Luke sets up the time and location. It’s Pentecost, which at the time, was likely not called Pentecost but Shavout or festival of the weeks, although the term does appear in some translations of the Old Testament. Basically, it’s a harvest festival that takes place 50 days after Passover. It was a festival in which the people gave their first fruits to God. So the time of year is important for a few reasons. One, there would have been a lot of international travellers coming to the Temple to worship God. Two, it was a festival of thanksgiving for all that God had provided. Three, people brought their first fruits, not what was leftover, to God. Think of that in the context of how we celebrate Pentecost now, a season that we traditionally call the birthday of the church. We come together to give thanks for God’s provisions and we respond. Hopefully with our very best selves not with what is leftover? I think I love Pentecost so much as a season or festival day, in part because it is one of only a few religious holidays that has not been overtaken or desecrated by hallmark cards or a secular holiday. Likely, in part because, it’s a hard one to explain.       

The disciples have gathered together- maybe in that same room they were locked in when Jesus first appeared to them and blessed them with peace- maybe not, but another impressive, less than peaceful power takes place. Suddenly there’s the sound of violent wind and divided tongues of fire appear and they are filled with the Holy Spirit and are able to speak in different languages. It’s only been four verses but a lot has happened. Actually, this is something I find really interesting about Luke. Luke spends a lot of time listing ALL the different people who where around and who heard the disciples speaking in their own language. But the details around the wind and tongues of fire is very brief.  This reminds me of Luke’s version of Jesus’ baptism. Luke gives A LOT of details about Jesus’ birth and ministry but Jesus’ baptism, in which the Holy Spirit appears as a dove,  is two verses long. I wonder if Luke had trouble explaining the Holy Spirit too or if for Luke the Spirit was something that was better experienced then explained. 

The problem with experience is that, we all experience things differently. There are many times when I will tell someone, oh you’ve got to listen to this podcast or read that book, and when they do, their experience of it is completely different from mine. Luke tells us that despite the fact that everyone experienced the disciples speaking in their own languages- all were amazed and perplexed. Two very different experiences and others claimed that it was nothing but silly drunkenness.

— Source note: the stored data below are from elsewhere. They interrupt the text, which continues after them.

//! TOML-based application configuration.
//!
//! Stores:
//! - Where the model artifacts live
//! - Feature derivation mode
//! - Burnout weights, targets and thresholds
//! - Probability display clamp
//!
//! Configuration is stored at `~/.config/studypulse/config.toml`.

use serde::{Deserialize, Serialize};
use std::path::{Path, PathBuf};

use crate::burnout::BurnoutConfig;
use crate::error::{ConfigError, Result};
use crate::features::FeatureConfig;

/// Returns `~/.config/studypulse[-dev]/` based on STUDYPULSE_ENV.
///
/// Set STUDYPULSE_ENV=dev to use development data directory.
///
/// # Errors
/// Returns an error if creating the directory fails.
pub fn data_dir() -> Result<PathBuf, ConfigError> {
    let base_dir = dirs::home_dir()
        .unwrap_or_else(|| PathBuf::from("."))
        .join(".config");

    let env = std::env::var("STUDYPULSE_ENV").unwrap_or_else(|_| "production".to_string());

    let dir = if env == "dev" {
        base_dir.join("studypulse-dev")
    } else {
        base_dir.join("studypulse")
    };

    std::fs::create_dir_all(&dir).map_err(|e| ConfigError::DataDir(e.to_string()))?;
    Ok(dir)
}

/// Model artifact locations.
#[derive(Debug, Clone, PartialEq, Serialize, Deserialize)]
pub struct ModelsConfig {
    /// Directory holding the artifacts. Empty means `<data_dir>/models`.
    #[serde(default)]
    pub dir: String,
    #[serde(default = "default_performance_file")]
    pub performance_file: String,
    #[serde(default = "default_burnout_file")]
    pub burnout_file: String,
}

/// Clamp applied to the classifier's probability before display.
#[derive(Debug, Clone, Copy, PartialEq, Serialize, Deserialize)]
pub struct ProbabilityConfig {
    #[serde(default = "default_true")]
    pub clamp: bool,
    #[serde(default = "default_probability_min")]
    pub min: f64,
    #[serde(default = "default_probability_max")]
    pub max: f64,
}

/// Application configuration.
///
/// Serialized to/from TOML at `~/.config/studypulse/config.toml`.
#[derive(Debug, Clone, PartialEq, Serialize, Deserialize, Default)]
pub struct Config {
    #[serde(default)]
    pub models: ModelsConfig,
    #[serde(default)]
    pub features: FeatureConfig,
    #[serde(default)]
    pub burnout: BurnoutConfig,
    #[serde(default)]
    pub probability: ProbabilityConfig,
}

fn default_performance_file() -> String {
    "performance_model.json".into()
}
fn default_burnout_file() -> String {
    "burnout_model.json".into()
}
fn default_true() -> bool {
    true
}
fn default_probability_min() -> f64 {
    0.05
}
fn default_probability_max() -> f64 {
    0.95
}

impl Default for ModelsConfig {
    fn default() -> Self {
        Self {
            dir: String::new(),
            performance_file: default_performance_file(),
            burnout_file: default_burnout_file(),
        }
    }
}

impl Default for ProbabilityConfig {
    fn default() -> Self {
        Self {
            clamp: true,
            min: default_probability_min(),
            max: default_probability_max(),
        }
    }
}

impl ProbabilityConfig {
    /// Apply the clamp if enabled. Reversed bounds are reordered.
    pub fn apply(&self, probability: f64) -> f64 {
        if !self.clamp {
            return probability;
        }
        let (lo, hi) = if self.min <= self.max {
            (self.min, self.max)
        } else {
            (self.max, self.min)
        };
        probability.max(lo).min(hi)
    }
}

impl Config {
    fn get_json_value_by_path<'a>(
        root: &'a serde_json::Value,
        key: &str,
    ) -> Option<&'a serde_json::Value> {
        if key.is_empty() {
            return None;
        }

        let mut current = root;
        for part in key.split('.') {
            current = current.get(part)?;
        }
        Some(current)
    }

    fn set_json_value_by_path(
        root: &mut serde_json::Value,
        key: &str,
        value: &str,
    ) -> Result<(), ConfigError> {
        let unknown = || ConfigError::UnknownKey(key.to_string());
        let invalid = |message: String| ConfigError::InvalidValue {
            key: key.to_string(),
            message,
        };

        let mut parts = key.split('.').peekable();
        if parts.peek().map_or(true, |p| p.is_empty()) {
            return Err(unknown());
        }

        let mut current = root;
        while let Some(part) = parts.next() {
            let is_leaf = parts.peek().is_none();
            if is_leaf {
                let obj = current.as_object_mut().ok_or_else(unknown)?;
                let existing = obj.get(part).ok_or_else(unknown)?;

                let new_value = match existing {
                    serde_json::Value::Bool(_) => serde_json::Value::Bool(
                        value
                            .parse::<bool>()
                            .map_err(|e| invalid(e.to_string()))?,
                    ),
                    serde_json::Value::Number(_) => {
                        if let Ok(n) = value.parse::<u64>() {
                            serde_json::Value::Number(n.into())
                        } else if let Ok(n) = value.parse::<f64>() {
                            serde_json::Number::from_f64(n)
                                .map(serde_json::Value::Number)
                                .ok_or_else(|| {
                                    invalid(format!("cannot parse '{value}' as number"))
                                })?
                        } else {
                            return Err(invalid(format!("cannot parse '{value}' as number")));
                        }
                    }
                    serde_json::Value::Object(_) | serde_json::Value::Array(_) => {
                        return Err(invalid("cannot set a whole section".to_string()));
                    }
                    _ => serde_json::Value::String(value.into()),
                };

                obj.insert(part.to_string(), new_value);
                return Ok(());
            }

            current = current.get_mut(part).ok_or_else(unknown)?;
        }

        Err(unknown())
    }

    /// Default config file location.
    pub fn path() -> Result<PathBuf, ConfigError> {
        Ok(data_dir()?.join("config.toml"))
    }

    /// Load from the default location, writing defaults if absent.
    ///
    /// # Errors
    ///
    /// Returns an error if the config file exists but cannot be parsed,
    /// or if the default config cannot be written to disk.
    pub fn load() -> Result<Self> {
        Self::load_from(&Self::path()?)
    }

    /// Load from `path`, writing defaults there if the file does not exist.
    pub fn load_from(path: &Path) -> Result<Self> {
        match std::fs::read_to_string(path) {
            Ok(content) => {
                let cfg: Config = toml::from_str(&content).map_err(|e| ConfigError::LoadFailed {
                    path: path.to_path_buf(),
                    message: e.to_string(),
                })?;
                cfg.validate()?;
                Ok(cfg)
            }
            Err(e) if e.kind() == std::io::ErrorKind::NotFound => {
                let cfg = Self::default();
                cfg.save_to(path)?;
                Ok(cfg)
            }
            Err(e) => Err(ConfigError::LoadFailed {
                path: path.to_path_buf(),
                message: e.to_string(),
            }
            .into()),
        }
    }

    /// Persist to the default location.
    pub fn save(&self) -> Result<()> {
        self.save_to(&Self::path()?)
    }

    /// Persist to `path`.
    pub fn save_to(&self, path: &Path) -> Result<()> {
        let save_failed = |message: String| ConfigError::SaveFailed {
            path: path.to_path_buf(),
            message,
        };
        let content = toml::to_string_pretty(self).map_err(|e| save_failed(e.to_string()))?;
        std::fs::write(path, content).map_err(|e| save_failed(e.to_string()))?;
        Ok(())
    }

    /// Check the consistency cap, burnout settings and the probability clamp.
    pub fn validate(&self) -> Result<()> {
        self.features.validate()?;
        self.burnout.validate()?;
        let p = &self.probability;
        if !(0.0..=1.0).contains(&p.min) || !(0.0..=1.0).contains(&p.max) || p.min > p.max {
            return Err(ConfigError::InvalidValue {
                key: "probability".to_string(),
                message: format!("need 0 <= min <= max <= 1, got min={} max={}", p.min, p.max),
            }
            .into());
        }
        Ok(())
    }

    /// Get a config value as string by dot-separated key.
    pub fn get(&self, key: &str) -> Option<String> {
        let json = serde_json::to_value(self).ok()?;
        let val = Self::get_json_value_by_path(&json, key)?;
        match val {
            serde_json::Value::String(s) => Some(s.clone()),
            other => Some(other.to_string()),
        }
    }

    /// Set a config value by key. The result must still validate.
    ///
    /// # Errors
    ///
    /// Returns an error if the key is unknown, the value cannot be parsed,
    /// or the resulting configuration is invalid. `self` is unchanged on
    /// error.
    pub fn set(&mut self, key: &str, value: &str) -> Result<()> {
        let mut json = serde_json::to_value(&*self)?;
        Self::set_json_value_by_path(&mut json, key, value)?;
        let updated: Config =
            serde_json::from_value(json).map_err(|e| ConfigError::InvalidValue {
                key: key.to_string(),
                message: e.to_string(),
            })?;
        updated.validate()?;
        *self = updated;
        Ok(())
    }

    /// Resolve the model directory.
    pub fn models_dir(&self) -> Result<PathBuf, ConfigError> {
        if self.models.dir.is_empty() {
            Ok(data_dir()?.join("models"))
        } else {
            Ok(PathBuf::from(&self.models.dir))
        }
    }
}
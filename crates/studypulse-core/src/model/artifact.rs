//! JSON model artifacts.
//!
//! An artifact stores a linear model over named feature-row columns:
//!
//! ```json
//! {
//!   "kind": "logistic_regression",
//!   "name": "burnout",
//!   "version": "2024-05",
//!   "features": ["sleep_hours", "study_hours"],
//!   "coefficients": [-0.6, 0.4],
//!   "intercept": 1.2
//! }
//! ```
//!
//! Regression artifacts return `intercept + w·x`; logistic artifacts return
//! `sigmoid(intercept + w·x)`.

use std::path::{Path, PathBuf};

use serde::{Deserialize, Serialize};
use tracing::info;

use super::traits::{BurnoutClassifier, PerformanceModel};
use crate::error::ModelError;
use crate::features::FeatureRow;

/// Which kind of linear model an artifact holds.
#[derive(Debug, Clone, Copy, PartialEq, Eq, Serialize, Deserialize)]
#[serde(rename_all = "snake_case")]
pub enum ModelKind {
    LinearRegression,
    LogisticRegression,
}

impl ModelKind {
    pub fn as_str(&self) -> &'static str {
        match self {
            ModelKind::LinearRegression => "linear_regression",
            ModelKind::LogisticRegression => "logistic_regression",
        }
    }
}

impl std::fmt::Display for ModelKind {
    fn fmt(&self, f: &mut std::fmt::Formatter<'_>) -> std::fmt::Result {
        f.write_str(self.as_str())
    }
}

/// On-disk model description.
#[derive(Debug, Clone, PartialEq, Serialize, Deserialize)]
pub struct ModelArtifact {
    pub kind: ModelKind,
    pub name: String,
    #[serde(default)]
    pub version: String,
    pub features: Vec<String>,
    pub coefficients: Vec<f64>,
    #[serde(default)]
    pub intercept: f64,
}

impl ModelArtifact {
    /// Read and parse an artifact file.
    pub fn load(path: &Path) -> Result<Self, ModelError> {
        let content = std::fs::read_to_string(path).map_err(|source| {
            ModelError::ArtifactMissing {
                path: path.to_path_buf(),
                source,
            }
        })?;
        Self::from_json(&content).map_err(|e| match e {
            ModelError::MalformedArtifact { message, .. } => ModelError::MalformedArtifact {
                path: path.to_path_buf(),
                message,
            },
            other => other,
        })
    }

    /// Parse an artifact from a JSON string.
    pub fn from_json(json: &str) -> Result<Self, ModelError> {
        serde_json::from_str(json).map_err(|e| ModelError::MalformedArtifact {
            path: PathBuf::new(),
            message: e.to_string(),
        })
    }

    /// Resolve feature names to row column indices.
    fn column_indices(&self) -> Result<Vec<usize>, ModelError> {
        if self.features.len() != self.coefficients.len() {
            return Err(ModelError::SchemaMismatch {
                model: self.name.clone(),
                message: format!(
                    "{} features but {} coefficients",
                    self.features.len(),
                    self.coefficients.len()
                ),
            });
        }

        if let Some(bad) = self.coefficients.iter().find(|c| !c.is_finite()) {
            return Err(ModelError::SchemaMismatch {
                model: self.name.clone(),
                message: format!("non-finite coefficient {bad}"),
            });
        }

        self.features
            .iter()
            .map(|feature| {
                FeatureRow::COLUMNS
                    .iter()
                    .position(|c| c == feature)
                    .ok_or_else(|| ModelError::SchemaMismatch {
                        model: self.name.clone(),
                        message: format!("unknown feature column '{feature}'"),
                    })
            })
            .collect()
    }

    fn expect_kind(&self, expected: ModelKind) -> Result<(), ModelError> {
        if self.kind == expected {
            Ok(())
        } else {
            Err(ModelError::WrongKind {
                name: self.name.clone(),
                expected: expected.to_string(),
                found: self.kind.to_string(),
            })
        }
    }
}

/// A validated artifact ready to score rows.
#[derive(Debug, Clone)]
struct LinearCore {
    artifact: ModelArtifact,
    indices: Vec<usize>,
}

impl LinearCore {
    fn new(artifact: ModelArtifact, kind: ModelKind) -> Result<Self, ModelError> {
        artifact.expect_kind(kind)?;
        let indices = artifact.column_indices()?;
        Ok(Self { artifact, indices })
    }

    fn decision(&self, row: &FeatureRow) -> Result<f64, ModelError> {
        let values = row.values();
        let z = self
            .indices
            .iter()
            .zip(&self.artifact.coefficients)
            .fold(self.artifact.intercept, |acc, (&i, w)| acc + w * values[i]);
        if z.is_finite() {
            Ok(z)
        } else {
            Err(ModelError::NonFiniteOutput {
                model: self.artifact.name.clone(),
            })
        }
    }
}

/// Linear regression performance model.
#[derive(Debug, Clone)]
pub struct LinearRegressor {
    core: LinearCore,
}

impl LinearRegressor {
    pub fn from_artifact(artifact: ModelArtifact) -> Result<Self, ModelError> {
        Ok(Self {
            core: LinearCore::new(artifact, ModelKind::LinearRegression)?,
        })
    }

    pub fn load(path: &Path) -> Result<Self, ModelError> {
        Self::from_artifact(ModelArtifact::load(path)?)
    }

    pub fn artifact(&self) -> &ModelArtifact {
        &self.core.artifact
    }
}

impl PerformanceModel for LinearRegressor {
    fn name(&self) -> &str {
        &self.core.artifact.name
    }

    fn predict(&self, row: &FeatureRow) -> Result<f64, ModelError> {
        self.core.decision(row)
    }
}

/// Logistic regression burnout classifier.
#[derive(Debug, Clone)]
pub struct LogisticClassifier {
    core: LinearCore,
}

impl LogisticClassifier {
    pub fn from_artifact(artifact: ModelArtifact) -> Result<Self, ModelError> {
        Ok(Self {
            core: LinearCore::new(artifact, ModelKind::LogisticRegression)?,
        })
    }

    pub fn load(path: &Path) -> Result<Self, ModelError> {
        Self::from_artifact(ModelArtifact::load(path)?)
    }

    pub fn artifact(&self) -> &ModelArtifact {
        &self.core.artifact
    }
}

impl BurnoutClassifier for LogisticClassifier {
    fn name(&self) -> &str {
        &self.core.artifact.name
    }

    fn predict_proba(&self, row: &FeatureRow) -> Result<f64, ModelError> {
        let z = self.core.decision(row)?;
        Ok(sigmoid(z))
    }
}

fn sigmoid(z: f64) -> f64 {
    1.0 / (1.0 + (-z).exp())
}

/// The two models an analysis needs.
#[derive(Debug, Clone)]
pub struct ModelBundle {
    pub performance: LinearRegressor,
    pub burnout: LogisticClassifier,
}

impl ModelBundle {
    /// Load both artifacts from `dir`.
    pub fn load_from_dir(
        dir: &Path,
        performance_file: &str,
        burnout_file: &str,
    ) -> Result<Self, ModelError> {
        let performance = LinearRegressor::load(&dir.join(performance_file))?;
        let burnout = LogisticClassifier::load(&dir.join(burnout_file))?;
        info!(
            performance = %performance.artifact().name,
            burnout = %burnout.artifact().name,
            dir = %dir.display(),
            "loaded model artifacts"
        );
        Ok(Self {
            performance,
            burnout,
        })
    }
}
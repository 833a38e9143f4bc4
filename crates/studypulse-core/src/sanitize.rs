//! Input sanitizing for the burnout scorer.
//!
//! The scorer works on a narrower view of the record than the form allows:
//! study time is floored at half an hour so a zero-hour day still counts as
//! a study day.

use serde::{Deserialize, Serialize};

use crate::record::{DailyStudyRecord, FormInput, IntRange, RealRange};

pub const SANITIZED_STUDY_HOURS: RealRange = RealRange::new(0.5, 10.0);
pub const SANITIZED_SLEEP_HOURS: RealRange = RealRange::new(1.0, 10.0);
pub const SANITIZED_SCREEN_TIME: RealRange = RealRange::new(0.0, 12.0);
pub const SANITIZED_BREAK_COUNT: IntRange = IntRange::new(0, 10);
pub const SANITIZED_MOOD_SCORE: IntRange = IntRange::new(1, 5);

/// The subset of inputs the burnout scorer reads, clamped.
#[derive(Debug, Clone, Copy, PartialEq, Serialize, Deserialize)]
pub struct SanitizedInputs {
    pub study_hours: f64,
    pub sleep_hours: f64,
    pub screen_time: f64,
    pub break_count: u32,
    pub mood_score: u8,
}

impl SanitizedInputs {
    fn from_values(study: f64, sleep: f64, screen: f64, breaks: i64, mood: i64) -> Self {
        Self {
            study_hours: SANITIZED_STUDY_HOURS.clamp(study),
            sleep_hours: SANITIZED_SLEEP_HOURS.clamp(sleep),
            screen_time: SANITIZED_SCREEN_TIME.clamp(screen),
            break_count: SANITIZED_BREAK_COUNT.clamp(breaks) as u32,
            mood_score: SANITIZED_MOOD_SCORE.clamp(mood) as u8,
        }
    }
}

/// Clamp a record's scorer inputs.
pub fn sanitize(record: &DailyStudyRecord) -> SanitizedInputs {
    SanitizedInputs::from_values(
        record.study_hours,
        record.sleep_hours,
        record.screen_time,
        record.break_count as i64,
        record.mood_score as i64,
    )
}

/// Clamp unchecked form values directly.
pub fn sanitize_form(input: &FormInput) -> SanitizedInputs {
    SanitizedInputs::from_values(
        input.study_hours,
        input.sleep_hours,
        input.screen_time,
        input.break_count,
        input.mood_score,
    )
}

#[cfg(test)]
mod tests {
    use super::*;
    use proptest::prelude::*;

    #[test]
    fn zero_study_floors_at_half_hour() {
        let record = DailyStudyRecord {
            study_hours: 0.0,
            ..DailyStudyRecord::default()
        };
        assert_eq!(sanitize(&record).study_hours, 0.5);
    }

    #[test]
    fn nominal_values_pass_through() {
        let s = sanitize(&DailyStudyRecord::default());
        assert_eq!(s.study_hours, 4.0);
        assert_eq!(s.sleep_hours, 7.0);
        assert_eq!(s.screen_time, 4.0);
        assert_eq!(s.break_count, 3);
        assert_eq!(s.mood_score, 3);
    }

    #[test]
    fn form_values_are_clamped() {
        let s = sanitize_form(&FormInput {
            study_hours: 30.0,
            sleep_hours: -3.0,
            screen_time: 99.0,
            break_count: 50,
            mood_score: -1,
            ..FormInput::default()
        });
        assert_eq!(s.study_hours, 10.0);
        assert_eq!(s.sleep_hours, 1.0);
        assert_eq!(s.screen_time, 12.0);
        assert_eq!(s.break_count, 10);
        assert_eq!(s.mood_score, 1);
    }

    proptest! {
        #[test]
        fn sanitized_values_stay_in_range(
            study in proptest::num::f64::ANY,
            sleep in proptest::num::f64::ANY,
            screen in proptest::num::f64::ANY,
            breaks in any::<i64>(),
            mood in any::<i64>(),
        ) {
            let s = sanitize_form(&FormInput {
                study_hours: study,
                sleep_hours: sleep,
                screen_time: screen,
                break_count: breaks,
                mood_score: mood,
                ..FormInput::default()
            });
            prop_assert!((0.5..=10.0).contains(&s.study_hours));
            prop_assert!((1.0..=10.0).contains(&s.sleep_hours));
            prop_assert!((0.0..=12.0).contains(&s.screen_time));
            prop_assert!(s.break_count <= 10);
            prop_assert!((1..=5).contains(&s.mood_score));
        }
    }
}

But it is the experience of Peter, clumsy, denying, fisherman Peter, that changes the hearts of many. Peter, in his very first sermon, thanks to the empowerment of the Spirit, is able to explain what is really going on. Peter claims that prophecy is fulfilled in Pentecost. Peter, who was once incapable of even admitting he knew Jesus is made bold by the Spirit. What an experience!

Peter explains that God’s promise has been brought to fulfillment. Ok- now is when it gets really hard to explain. A future time has been made present. I’ve turned to Marion Soards again to help me with this, “In the current moment, described in the lesson as “the Last Days,” we live under the claim of God. This declaration of Peter means that the future time for which humanity has hoped, has in fact, already broken into history so that things are no longer the same.  Thus in a certain sense the past (prophetic promises), present (out-pouring of the Holy Spirit) and future (the last days) interact as a single time in the event of Pentecost.”   Make sense right?! At a very basic level I like to interpret it as God’s time does not function like our linear time. You have to experience it to understand it- and some days I get it and some days I don’t. 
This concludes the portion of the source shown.